One option for running CI/CD workflows is GitHub Actions, a GitHub product that lets you automate tasks within your software development lifecycle. Customers utilizing GitHub Actions today can host their own runners and customize the environment used to run jobs in GitHub Actions workflows, allowing you to build ARM64 applications. GitHub recommends that you only use self-hosted runners with private repositories.
This post will teach you to set up an AWS Graviton2 instance as a self-hosted runner for GitHub Actions. We will verify the runner is added to the default runner group for a GitHub Organization, which can only be used by private repositories by default. Then, we’ll walk through setting up a continuous integration workflow in GitHub Actions that runs on the self-hosted Graviton2 runner and hosted x86 runners.
Overview
This post will cover the following:
- Network configurations for deploying a self-hosted runner on EC2.
- Generating a GitHub token for a GitHub organization, and then storing the token and organization URL in AWS Systems Manager Parameter Store.
- Configuring a self-hosted GitHub runner on EC2.
- Deploying the network and EC2 resources by using the AWS Cloud Development Kit (AWS CDK).
- Adding Graviton2 self-hosted runners to a workflow for GitHub Actions to an example Python application.
- Running the workflow.
Prerequisites
- An AWS account with permissions to create the necessary resources.

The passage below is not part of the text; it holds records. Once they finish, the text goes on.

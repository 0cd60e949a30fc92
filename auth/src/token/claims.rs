use chrono::Duration;
use chrono::Utc;
use serde::Deserialize;
use serde::Serialize;

/// Claims carried by an access token.
///
/// A token is a value created once at issuance and never updated in place:
/// subject, issued-at, and absolute expiry, nothing else.
#[derive(Debug, Clone, Serialize, Deserialize, PartialEq)]
pub struct Claims {
    /// Subject (the identifier of the user this token authenticates)
    #[serde(skip_serializing_if = "Option::is_none")]
    pub sub: Option<String>,

    /// Expiration time (Unix timestamp)
    pub exp: i64,

    /// Issued at (Unix timestamp)
    pub iat: i64,
}

impl Claims {
    /// Create claims for a subject with an expiry relative to now.
    ///
    /// # Arguments
    /// * `subject` - Identifier embedded in the token (e.g. the user's email)
    /// * `ttl` - Validity window; expiry is `now + ttl`
    ///
    /// # Returns
    /// Claims with sub, iat, and exp set
    pub fn for_subject(subject: impl ToString, ttl: Duration) -> Self {
        let now = Utc::now();

        Self {
            sub: Some(subject.to_string()),
            exp: (now + ttl).timestamp(),
            iat: now.timestamp(),
        }
    }
}

#[cfg(test)]
mod tests {
    use super::*;

    #[test]
    fn test_for_subject() {
        let claims = Claims::for_subject("a@b.com", Duration::minutes(15));

        assert_eq!(claims.sub, Some("a@b.com".to_string()));
        assert_eq!(claims.exp - claims.iat, 15 * 60);
    }

    #[test]
    fn test_for_subject_zero_ttl() {
        let claims = Claims::for_subject("a@b.com", Duration::zero());
        assert_eq!(claims.exp, claims.iat);
    }
}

- A GitHub account: This post assumes that you have the required permissions as a GitHub organization admin to configure your GitHub organization, as well as create workflows.

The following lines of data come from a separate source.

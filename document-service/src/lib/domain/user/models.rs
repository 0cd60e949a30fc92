use std::fmt;
use std::str::FromStr;

use chrono::DateTime;
use chrono::Utc;
use uuid::Uuid;

use crate::user::errors::EmailError;
use crate::user::errors::UserIdError;

/// User aggregate entity.
///
/// Represents a registered account. The email address doubles as the token
/// subject claim. The plaintext password never appears here; only its hash
/// is carried.
#[derive(Debug, Clone)]
pub struct User {
    pub id: UserId,
    pub email: EmailAddress,
    pub password_hash: String,
    pub is_active: bool,
    pub created_at: DateTime<Utc>,
    pub updated_at: DateTime<Utc>,
}

/// User unique identifier type
#[derive(Debug, Clone, Copy, PartialEq, Eq, Hash)]
pub struct UserId(pub Uuid);

impl UserId {
    /// Generate a new random user ID.
    ///
    /// # Returns
    /// UserId with random UUID v4
    pub fn new() -> Self {
        Self(Uuid::new_v4())
    }

    /// Parse a user ID from string.
    ///
    /// # Arguments
    /// * `s` - UUID string to parse
    ///
    /// # Returns
    /// Parsed UserId
    ///
    /// # Errors
    /// * `InvalidFormat` - String is not a valid UUID
    pub fn from_string(s: &str) -> Result<Self, UserIdError> {
        Uuid::parse_str(s)
            .map(UserId)
            .map_err(|e| UserIdError::InvalidFormat(e.to_string()))
    }
}

impl Default for UserId {
    fn default() -> Self {
        Self::new()
    }
}

impl fmt::Display for UserId {
    fn fmt(&self, f: &mut fmt::Formatter<'_>) -> fmt::Result {
        self.0.fmt(f)
    }
}

/// Email address type
///
/// Validates email format using RFC 5322 compliant parser.
#[derive(Debug, Clone, PartialEq, Eq)]
pub struct EmailAddress(String);

impl EmailAddress {
    /// Create a new validated email address.
    ///
    /// # Arguments
    /// * `email` - Raw email string
    ///
    /// # Returns
    /// Validated EmailAddress value object
    ///
    /// # Errors
    /// * `InvalidFormat` - Email does not conform to RFC 5322
    pub fn new(email: String) -> Result<Self, EmailError> {
        email_address::EmailAddress::from_str(&email)
            .map(|_| EmailAddress(email))
            .map_err(|e| EmailError::InvalidFormat(e.to_string()))
    }

    /// Get email as string slice.
    ///
    /// # Returns
    /// Email string slice
    pub fn as_str(&self) -> &str {
        &self.0
    }
}

impl fmt::Display for EmailAddress {
    fn fmt(&self, f: &mut fmt::Formatter<'_>) -> fmt::Result {
        self.0.fmt(f)
    }
}

/// Command to create a new user with domain types
#[derive(Debug)]
pub struct CreateUserCommand {
    pub email: EmailAddress,
    pub password: String,
}

impl CreateUserCommand {
    /// Construct a new create user command.
    ///
    /// # Arguments
    /// * `email` - Validated email address
    /// * `password` - Plain text password (will be hashed by service)
    ///
    /// # Returns
    /// CreateUserCommand with validated fields
    pub fn new(email: EmailAddress, password: String) -> Self {
        Self { email, password }
    }
}

/// Command to update an existing user with optional validated fields.
///
/// All fields are optional to support partial updates.
/// Only provided fields will be updated.
#[derive(Debug)]
pub struct UpdateUserCommand {
    pub email: Option<EmailAddress>,
    pub password: Option<String>,
    pub is_active: Option<bool>,
}
use std::str::FromStr;

use axum::extract::State;
use axum::http::StatusCode;
use axum::Extension;
use axum::Json;
use serde::Deserialize;
use thiserror::Error;

use super::ApiError;
use super::ApiSuccess;
use super::DocumentData;
use crate::domain::document::errors::FileTypeError;
use crate::domain::document::models::CreateDocumentCommand;
use crate::domain::document::models::FileType;
use crate::domain::document::ports::DocumentServicePort;
use crate::inbound::http::middleware::CurrentUser;
use crate::inbound::http::router::AppState;

pub async fn create_document(
    State(state): State<AppState>,
    Extension(current): Extension<CurrentUser>,
    Json(body): Json<CreateDocumentRequest>,
) -> Result<ApiSuccess<DocumentData>, ApiError> {
    state
        .document_service
        .create_document(&current.user.id, body.try_into_command()?)
        .await
        .map_err(ApiError::from)
        .map(|ref document| ApiSuccess::new(StatusCode::CREATED, document.into()))
}

/// HTTP request body for creating a document (raw JSON)
#[derive(Debug, Clone, PartialEq, Eq, Deserialize)]
pub struct CreateDocumentRequest {
    title: String,
    file_type: String,
    file_url: Option<String>,
    description: String,
}

#[derive(Debug, Clone, Error)]
enum ParseCreateDocumentRequestError {
    #[error("Invalid file type: {0}")]
    FileType(#[from] FileTypeError),

    #[error("Title must not be empty")]
    EmptyTitle,
}

impl CreateDocumentRequest {
    fn try_into_command(self) -> Result<CreateDocumentCommand, ParseCreateDocumentRequestError> {
        if self.title.trim().is_empty() {
            return Err(ParseCreateDocumentRequestError::EmptyTitle);
        }
        let file_type = FileType::from_str(&self.file_type)?;
        Ok(CreateDocumentCommand {
            title: self.title,
            file_type,
            file_url: self.file_url,
            description: self.description,
        })
    }
}

impl From<ParseCreateDocumentRequestError> for ApiError {
    fn from(err: ParseCreateDocumentRequestError) -> Self {
        ApiError::UnprocessableEntity(err.to_string())
    }
}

- Familiarity with the AWS Command Line Interface (AWS CLI).
- Access to AWS CloudShell.
- Access to an AWS account with administrator or PowerUser (or equivalent) AWS Identity and Access Management (IAM) role policies attached.

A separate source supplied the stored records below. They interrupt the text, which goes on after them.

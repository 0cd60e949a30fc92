use std::sync::Arc;

use async_trait::async_trait;
use chrono::Utc;

use crate::domain::document::errors::DocumentError;
use crate::domain::document::models::CreateDocumentCommand;
use crate::domain::document::models::Document;
use crate::domain::document::models::DocumentId;
use crate::domain::document::models::FileType;
use crate::domain::document::models::UpdateDocumentCommand;
use crate::domain::document::ports::BlobStorage;
use crate::domain::document::ports::DocumentRepository;
use crate::domain::document::ports::DocumentServicePort;
use crate::domain::user::models::UserId;

/// Domain service implementation for document operations.
pub struct DocumentService<DR, BS>
where
    DR: DocumentRepository,
    BS: BlobStorage,
{
    repository: Arc<DR>,
    storage: Arc<BS>,
    max_upload_bytes: usize,
}

impl<DR, BS> DocumentService<DR, BS>
where
    DR: DocumentRepository,
    BS: BlobStorage,
{
    /// Create a new document service with injected dependencies.
    ///
    /// # Arguments
    /// * `repository` - Document persistence implementation
    /// * `storage` - Blob storage for uploaded files
    /// * `max_upload_bytes` - Upload size limit from configuration
    pub fn new(repository: Arc<DR>, storage: Arc<BS>, max_upload_bytes: usize) -> Self {
        Self {
            repository,
            storage,
            max_upload_bytes,
        }
    }
}

#[async_trait]
impl<DR, BS> DocumentServicePort for DocumentService<DR, BS>
where
    DR: DocumentRepository,
    BS: BlobStorage,
{
    async fn create_document(
        &self,
        owner: &UserId,
        command: CreateDocumentCommand,
    ) -> Result<Document, DocumentError> {
        let now = Utc::now();
        let document = Document {
            id: DocumentId::new(),
            owner_id: *owner,
            title: command.title,
            file_type: command.file_type,
            file_url: command.file_url,
            description: command.description,
            created_at: now,
            updated_at: now,
        };

        self.repository.create(document).await
    }

    async fn get_document(
        &self,
        owner: &UserId,
        id: &DocumentId,
    ) -> Result<Document, DocumentError> {
        self.repository
            .find_by_id(owner, id)
            .await?
            .ok_or(DocumentError::NotFound(id.to_string()))
    }

    async fn list_documents(&self, owner: &UserId) -> Result<Vec<Document>, DocumentError> {
        self.repository.list_by_owner(owner).await
    }

    async fn update_document(
        &self,
        owner: &UserId,
        id: &DocumentId,
        command: UpdateDocumentCommand,
    ) -> Result<Document, DocumentError> {
        let mut document = self
            .repository
            .find_by_id(owner, id)
            .await?
            .ok_or(DocumentError::NotFound(id.to_string()))?;

        if let Some(title) = command.title {
            document.title = title;
        }

        if let Some(file_type) = command.file_type {
            document.file_type = file_type;
        }

        if let Some(file_url) = command.file_url {
            document.file_url = Some(file_url);
        }

        if let Some(description) = command.description {
            document.description = description;
        }

        document.updated_at = Utc::now();

        self.repository.update(document).await
    }

    async fn delete_document(
        &self,
        owner: &UserId,
        id: &DocumentId,
    ) -> Result<(), DocumentError> {
        self.repository.delete(owner, id).await
    }

    async fn attach_file(
        &self,
        owner: &UserId,
        id: &DocumentId,
        file_name: &str,
        bytes: &[u8],
    ) -> Result<Document, DocumentError> {
        let extension = file_name
            .rsplit_once('.')
            .map(|(_, ext)| ext)
            .unwrap_or("");
        let file_type = FileType::from_extension(extension)
            .ok_or_else(|| DocumentError::UnsupportedFileType(extension.to_string()))?;

        if bytes.len() > self.max_upload_bytes {
            return Err(DocumentError::FileTooLarge {
                max_bytes: self.max_upload_bytes,
                actual_bytes: bytes.len(),
            });
        }

        let mut document = self
            .repository
            .find_by_id(owner, id)
            .await?
            .ok_or(DocumentError::NotFound(id.to_string()))?;

        let key = format!("{}.{}", document.id, extension.to_ascii_lowercase());
        let url = self
            .storage
            .put(&key, file_type.content_type(), bytes)
            .await?;

        document.file_type = file_type;
        document.file_url = Some(url);
        document.updated_at = Utc::now();

        self.repository.update(document).await
    }
}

- Account capacity for two Elastic IPs for the NAT gateways.
- An IPv4 CIDR block for a new Virtual Private Cloud (VPC) that is created as part of the AWS CDK stack.
Security
We’ll be adding the self-hosted runner at the GitHub organization level. This makes the runner available for use by the private repositories belonging to the GitHub organization. When new runners are created for an organization, they are automatically assigned to the default self-hosted runner group, which, by default, cannot be utilized by public repositories.
You can verify that your self-hosted runner group is only available to private repositories by navigating to the Actions section of your GitHub Organization’s settings. Select the “Runner Groups” submenu then the Default runner group and confirm that “Allow public repositories” is not checked.
GitHub recommends only utilizing self-hosted runners with private repositories. Allowing self-hosted runners on public repositories and allowing workflows on public forks introduces a significant security risk. More information about the risks can be found in self-hosted runner security with public repositories.
In this post, we verified that for the default runner group, allowing public repositories is not enabled.
AWS CDK
To model and deploy our architecture, we use the AWS CDK. The AWS CDK lets us design components for a self-hosted runner that are customizable and shareable in several popular programming languages.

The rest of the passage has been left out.